**DATASET RECORDS**
Segment Open
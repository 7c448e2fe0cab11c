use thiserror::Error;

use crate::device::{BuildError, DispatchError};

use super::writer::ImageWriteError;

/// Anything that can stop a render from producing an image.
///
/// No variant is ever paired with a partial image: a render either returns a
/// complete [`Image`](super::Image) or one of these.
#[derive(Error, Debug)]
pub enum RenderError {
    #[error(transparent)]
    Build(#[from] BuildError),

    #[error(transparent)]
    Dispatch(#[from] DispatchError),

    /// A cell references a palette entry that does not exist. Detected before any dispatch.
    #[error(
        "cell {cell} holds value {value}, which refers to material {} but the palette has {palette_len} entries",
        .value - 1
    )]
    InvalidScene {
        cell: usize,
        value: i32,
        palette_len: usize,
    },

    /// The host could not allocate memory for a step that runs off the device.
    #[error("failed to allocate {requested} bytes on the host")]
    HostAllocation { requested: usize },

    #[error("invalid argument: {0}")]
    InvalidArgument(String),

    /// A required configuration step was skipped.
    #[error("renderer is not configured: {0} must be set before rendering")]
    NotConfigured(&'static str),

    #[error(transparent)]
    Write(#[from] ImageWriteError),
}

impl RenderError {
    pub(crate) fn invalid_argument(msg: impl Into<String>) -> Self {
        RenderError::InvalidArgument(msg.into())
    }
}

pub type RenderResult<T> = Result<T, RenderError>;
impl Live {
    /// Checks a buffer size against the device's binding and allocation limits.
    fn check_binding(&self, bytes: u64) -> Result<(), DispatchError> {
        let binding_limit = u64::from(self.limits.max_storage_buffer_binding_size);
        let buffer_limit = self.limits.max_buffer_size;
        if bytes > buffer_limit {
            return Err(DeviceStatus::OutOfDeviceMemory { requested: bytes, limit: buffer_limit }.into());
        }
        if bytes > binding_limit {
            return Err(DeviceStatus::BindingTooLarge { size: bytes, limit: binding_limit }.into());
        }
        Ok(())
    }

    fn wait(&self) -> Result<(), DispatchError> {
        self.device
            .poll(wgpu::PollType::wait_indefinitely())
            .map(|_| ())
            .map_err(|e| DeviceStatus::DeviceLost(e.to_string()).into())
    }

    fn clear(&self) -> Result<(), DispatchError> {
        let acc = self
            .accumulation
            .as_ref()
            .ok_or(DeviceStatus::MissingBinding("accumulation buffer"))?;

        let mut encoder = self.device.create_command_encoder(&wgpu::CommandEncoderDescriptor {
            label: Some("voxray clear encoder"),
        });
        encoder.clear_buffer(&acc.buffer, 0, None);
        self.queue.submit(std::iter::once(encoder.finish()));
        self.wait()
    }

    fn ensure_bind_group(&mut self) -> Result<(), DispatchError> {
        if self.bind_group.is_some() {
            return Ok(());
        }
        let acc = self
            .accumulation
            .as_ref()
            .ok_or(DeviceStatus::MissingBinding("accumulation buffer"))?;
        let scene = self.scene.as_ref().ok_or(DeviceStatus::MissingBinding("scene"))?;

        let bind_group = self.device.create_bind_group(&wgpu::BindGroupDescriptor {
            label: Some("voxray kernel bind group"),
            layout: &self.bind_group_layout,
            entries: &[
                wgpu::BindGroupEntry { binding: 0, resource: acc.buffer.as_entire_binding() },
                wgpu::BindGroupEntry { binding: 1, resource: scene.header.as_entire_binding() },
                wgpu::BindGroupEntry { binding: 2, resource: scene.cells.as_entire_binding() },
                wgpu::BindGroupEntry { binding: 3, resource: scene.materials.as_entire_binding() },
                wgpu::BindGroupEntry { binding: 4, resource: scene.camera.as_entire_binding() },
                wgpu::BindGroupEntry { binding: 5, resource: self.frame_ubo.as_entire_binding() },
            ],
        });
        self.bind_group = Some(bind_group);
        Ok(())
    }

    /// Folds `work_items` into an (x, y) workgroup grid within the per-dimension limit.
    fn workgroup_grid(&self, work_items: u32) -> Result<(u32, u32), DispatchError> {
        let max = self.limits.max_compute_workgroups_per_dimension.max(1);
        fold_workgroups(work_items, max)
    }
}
Segment Closed
**WORK TASK**
Return, exactly as written, the "0, resource: acc.buffer.as_entire_binding()" line and each line after it through the end of the listing above.

**WRITTEN SOLUTION**
                wgpu::BindGroupEntry { binding: 0, resource: acc.buffer.as_entire_binding() },
                wgpu::BindGroupEntry { binding: 1, resource: scene.header.as_entire_binding() },
                wgpu::BindGroupEntry { binding: 2, resource: scene.cells.as_entire_binding() },
                wgpu::BindGroupEntry { binding: 3, resource: scene.materials.as_entire_binding() },
                wgpu::BindGroupEntry { binding: 4, resource: scene.camera.as_entire_binding() },
                wgpu::BindGroupEntry { binding: 5, resource: self.frame_ubo.as_entire_binding() },
            ],
        });
        self.bind_group = Some(bind_group);
        Ok(())
    }

    /// Folds `work_items` into an (x, y) workgroup grid within the per-dimension limit.
    fn workgroup_grid(&self, work_items: u32) -> Result<(u32, u32), DispatchError> {
        let max = self.limits.max_compute_workgroups_per_dimension.max(1);
        fold_workgroups(work_items, max)
    }
}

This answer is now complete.